Pregnancy Test: Urine HCG negative (performed in office prior to procedure)
A – Assessment:
28-year-old nulligravid female who underwent successful Paragard copper IUD insertion for long-term contraception. Procedure performed without complications during menses to ensure non-pregnant state and ease of insertion through slightly dilated cervical os. Patient tolerated procedure well with expected temporary cramping. IUD properly positioned with strings visualized. Patient appropriate candidate for copper IUD given desire for hormone-free contraception and contraindication-free history.
P – Plan:
Copper IUD inserted successfully, effective immediately for contraception. Prescribed ibuprofen 600mg every 6 hours as needed for cramping over next 24-48 hours. Patient may use heating pad for comfort. Advised spotting and cramping normal for several days post-insertion. Discussed that periods may be heavier and longer with more cramping for first 3-6 cycles, should improve with time. Instructed patient to check for IUD strings after each period by feeling for strings at cervical opening. Demonstrated technique. If unable to feel strings or feels hard plastic of IUD, must call office and use backup contraception. Provided written instructions for IUD aftercare and warning signs. Cautioned to avoid tampons for 24 hours post-insertion. May resume normal activities and sexual intercourse after 24 hours if comfortable. Reviewed warning signs requiring immediate evaluation: severe abdominal pain, fever, heavy bleeding soaking through pad in 1 hour, foul-smelling discharge, or suspicion of pregnancy. Partner may feel strings during intercourse, which is normal. Follow-up appointment in 4-6 weeks for IUD string check and symptom assessment. Routine follow-up annually thereafter. IUD effective for 10 years. Patient to call office sooner with any concerns or questions. Patient verbalized understanding of all instructions and expressed satisfaction with procedure. No questions at this time.
Additional Tips for Gyn SOAP Notes
Be Specific with Dates: Always document LMP and cycle regularity. This is crucial for ruling out pregnancy and understanding bleeding patterns.
Describe Findings Clearly: Instead of "normal pelvic exam," document specific findings: "cervix nulliparous, no lesions, uterus normal size and mobile, no adnexal masses."

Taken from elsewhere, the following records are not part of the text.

//! Corpus loading.

use std::path::Path;

use anyhow::Context;

use crate::text::get_paragraphs;

/// Read a text file and split it into one document per non-blank line.
pub fn read_corpus(path: &Path) -> anyhow::Result<Vec<String>> {
    let text = std::fs::read_to_string(path)
        .with_context(|| format!("Failed to read corpus file '{}'", path.display()))?;
    let documents = get_paragraphs(&text)
        .with_context(|| format!("Corpus file '{}' is empty", path.display()))?;
    tracing::debug!("Read {} documents from {}", documents.len(), path.display());
    Ok(documents)
}
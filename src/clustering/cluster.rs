//! A single k-means cluster: one centroid plus its member documents.

use crate::error::{RetrievalError, RetrievalResult};
use crate::vector::Vector;

/// Centroid and insertion-ordered membership of one cluster.
///
/// The centroid is never empty. Membership holds each document index at
/// most once; uniqueness across clusters is the trainer's concern.
#[derive(Debug, Clone, PartialEq)]
pub struct ClusterDto {
    centroid: Vector,
    indices: Vec<usize>,
}

impl ClusterDto {
    /// Create a cluster with no members around `centroid`.
    pub fn new(centroid: Vector) -> RetrievalResult<Self> {
        if centroid.is_empty() {
            return Err(RetrievalError::invalid_argument(
                "cluster centroid cannot be empty",
            ));
        }
        Ok(Self {
            centroid,
            indices: Vec::new(),
        })
    }

    #[must_use]
    pub fn get_centroid(&self) -> &[f64] {
        &self.centroid
    }

    /// Replace the centroid wholesale.
    pub fn set_new_centroid(&mut self, new_centroid: Vector) -> RetrievalResult<()> {
        if new_centroid.is_empty() {
            return Err(RetrievalError::invalid_argument(
                "new cluster centroid cannot be empty",
            ));
        }
        self.centroid = new_centroid;
        Ok(())
    }

    /// Drop every member, keeping the centroid.
    pub fn erase_indices(&mut self) {
        self.indices.clear();
    }

    /// Add a member. Returns `false` if it was already present.
    pub fn add_document_index(&mut self, index: usize) -> bool {
        if self.indices.contains(&index) {
            return false;
        }
        self.indices.push(index);
        true
    }

    /// Member document indices in insertion order.
    #[must_use]
    pub fn get_indices(&self) -> &[usize] {
        &self.indices
    }

    #[must_use]
    pub fn len(&self) -> usize {
        self.indices.len()
    }

    #[must_use]
    pub fn is_empty(&self) -> bool {
        self.indices.is_empty()
    }
}
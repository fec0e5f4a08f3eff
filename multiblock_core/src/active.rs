use std::collections::{BTreeMap, HashMap};
use std::fmt;
use std::sync::Arc;

use parking_lot::RwLock;

use crate::capability::Controller;
use crate::position::BlockPos;

/// Any loaded block entity that takes part in a multiblock.
pub trait Component: Send + Sync {
    fn pos(&self) -> BlockPos;
}

/// A loaded structure-bearing component, as reported by the world.
#[derive(Clone)]
pub enum ComponentHandle {
    Part(Arc<dyn Component>),
    Controller(Arc<dyn Controller>),
}

impl ComponentHandle {
    pub fn pos(&self) -> BlockPos {
        match self {
            Self::Part(part) => part.pos(),
            Self::Controller(controller) => controller.pos(),
        }
    }

    pub fn is_controller(&self) -> bool {
        matches!(self, Self::Controller(_))
    }
}

impl fmt::Debug for ComponentHandle {
    fn fmt(&self, f: &mut fmt::Formatter<'_>) -> fmt::Result {
        match self {
            Self::Part(part) => f.debug_tuple("Part").field(&part.pos()).finish(),
            Self::Controller(controller) => {
                f.debug_tuple("Controller").field(&controller.pos()).finish()
            }
        }
    }
}

/// How a lifecycle event changed the number of loaded controllers.
#[derive(Debug, Clone, Copy, PartialEq, Eq)]
pub enum ControllerTransition {
    Unchanged,
    FirstLoaded,
    LastUnloaded,
}

/// Loaded controllers, shared with the scanner thread.
///
/// Writers take the lock briefly per insert/remove; the scanner clones the
/// handles out under a read lock and iterates the copy.
#[derive(Clone, Default)]
pub struct ControllerSet {
    inner: Arc<RwLock<BTreeMap<BlockPos, Arc<dyn Controller>>>>,
}

impl ControllerSet {
    pub fn new() -> Self {
        Self::default()
    }

    /// Inserts or replaces the controller at its position.
    /// Returns `true` when the set was empty beforehand.
    pub fn insert(&self, controller: Arc<dyn Controller>) -> bool {
        let mut guard = self.inner.write();
        let was_empty = guard.is_empty();
        guard.insert(controller.pos(), controller);
        was_empty
    }

    /// Removes the controller at `pos`.
    /// Returns `true` when this removal emptied the set.
    pub fn remove(&self, pos: BlockPos) -> bool {
        let mut guard = self.inner.write();
        guard.remove(&pos).is_some() && guard.is_empty()
    }

    pub fn contains(&self, pos: BlockPos) -> bool {
        self.inner.read().contains_key(&pos)
    }

    pub fn len(&self) -> usize {
        self.inner.read().len()
    }

    pub fn is_empty(&self) -> bool {
        self.inner.read().is_empty()
    }

    /// Copies the current handles out, ordered by position.
    pub fn snapshot(&self) -> Vec<Arc<dyn Controller>> {
        self.inner.read().values().cloned().collect()
    }
}

impl fmt::Debug for ControllerSet {
    fn fmt(&self, f: &mut fmt::Formatter<'_>) -> fmt::Result {
        f.debug_set().entries(self.inner.read().keys()).finish()
    }
}

/// Every loaded multiblock component in one world, keyed by position.
#[derive(Debug, Default)]
pub struct ActiveSet {
    loading: HashMap<BlockPos, ComponentHandle>,
    controllers: ControllerSet,
}

impl ActiveSet {
    pub fn new() -> Self {
        Self::default()
    }

    pub fn insert(&mut self, handle: ComponentHandle) -> ControllerTransition {
        let pos = handle.pos();
        let previous = self.loading.insert(pos, handle.clone());

        match handle {
            ComponentHandle::Controller(controller) => {
                if self.controllers.insert(controller) {
                    ControllerTransition::FirstLoaded
                } else {
                    ControllerTransition::Unchanged
                }
            }
            ComponentHandle::Part(_) => match previous {
                Some(ComponentHandle::Controller(_)) if self.controllers.remove(pos) => {
                    ControllerTransition::LastUnloaded
                }
                _ => ControllerTransition::Unchanged,
            },
        }
    }

    pub fn remove(&mut self, pos: BlockPos) -> ControllerTransition {
        match self.loading.remove(&pos) {
            Some(ComponentHandle::Controller(_)) if self.controllers.remove(pos) => {
                ControllerTransition::LastUnloaded
            }
            _ => ControllerTransition::Unchanged,
        }
    }

    pub fn get(&self, pos: BlockPos) -> Option<&ComponentHandle> {
        self.loading.get(&pos)
    }

    pub fn contains(&self, pos: BlockPos) -> bool {
        self.loading.contains_key(&pos)
    }

    pub fn len(&self) -> usize {
        self.loading.len()
    }

    pub fn is_empty(&self) -> bool {
        self.loading.is_empty()
    }

    pub fn iter(&self) -> impl Iterator<Item = &ComponentHandle> {
        self.loading.values()
    }

    pub fn controllers(&self) -> &ControllerSet {
        &self.controllers
    }
}

#[cfg(test)]
mod tests {
    use super::*;
    use crate::capability::CapabilityProxy;

    struct Part(BlockPos);

    impl Component for Part {
        fn pos(&self) -> BlockPos {
            self.0
        }
    }

    struct Bare(BlockPos);

    impl Controller for Bare {
        fn pos(&self) -> BlockPos {
            self.0
        }

        fn proxies(&self) -> Vec<Arc<dyn CapabilityProxy>> {
            Vec::new()
        }
    }

    fn controller(x: i32) -> ComponentHandle {
        ComponentHandle::Controller(Arc::new(Bare(BlockPos::new(x, 0, 0))))
    }

    fn part(x: i32) -> ComponentHandle {
        ComponentHandle::Part(Arc::new(Part(BlockPos::new(x, 0, 0))))
    }

    #[test]
    fn parts_never_change_controller_count() {
        let mut active = ActiveSet::new();
        assert_eq!(active.insert(part(1)), ControllerTransition::Unchanged);
        assert_eq!(active.remove(BlockPos::new(1, 0, 0)), ControllerTransition::Unchanged);
        assert!(active.controllers().is_empty());
    }

    #[test]
    fn first_and_last_controller_transitions() {
        let mut active = ActiveSet::new();
        assert_eq!(active.insert(controller(0)), ControllerTransition::FirstLoaded);
        assert_eq!(active.insert(controller(1)), ControllerTransition::Unchanged);
        assert_eq!(active.insert(controller(1)), ControllerTransition::Unchanged);
        assert_eq!(active.controllers().len(), 2);

        assert_eq!(active.remove(BlockPos::new(0, 0, 0)), ControllerTransition::Unchanged);
        assert_eq!(active.remove(BlockPos::new(1, 0, 0)), ControllerTransition::LastUnloaded);
        assert_eq!(active.remove(BlockPos::new(1, 0, 0)), ControllerTransition::Unchanged);
        assert!(active.is_empty());
    }

    #[test]
    fn part_replacing_controller_unloads_it() {
        let mut active = ActiveSet::new();
        active.insert(controller(4));
        assert_eq!(active.insert(part(4)), ControllerTransition::LastUnloaded);
        assert!(!active.controllers().contains(BlockPos::new(4, 0, 0)));
        assert!(active.contains(BlockPos::new(4, 0, 0)));
    }

    #[test]
    fn snapshot_is_detached_from_later_mutation() {
        let set = ControllerSet::new();
        set.insert(Arc::new(Bare(BlockPos::new(0, 0, 0))));
        let snapshot = set.snapshot();
        set.remove(BlockPos::new(0, 0, 0));
        assert_eq!(snapshot.len(), 1);
        assert!(set.is_empty());
    }
}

Document Negative Findings: Especially for abnormal complaints, documenting what you don't find is as important as what you do find. "No cervical motion tenderness" or "no adnexal masses" can be clinically significant.
Include Contraception: Document current contraception method and patient satisfaction. This shows comprehensive care.
Screening Due Dates: Note when screening tests are due and whether they were performed or deferred.
Patient Education: Document what you counseled the patient about, especially for procedures or new diagnoses.
Sexual History When Relevant: Document sexual activity, number of partners, and STI risk when pertinent to the visit.
Family History for Cancer: Always note relevant family history, especially breast, ovarian, and cervical cancer.
Implementing structured SOAP notes in your gynecology practice ensures comprehensive women's health care, clear communication with other providers, and thorough documentation for medical-legal purposes.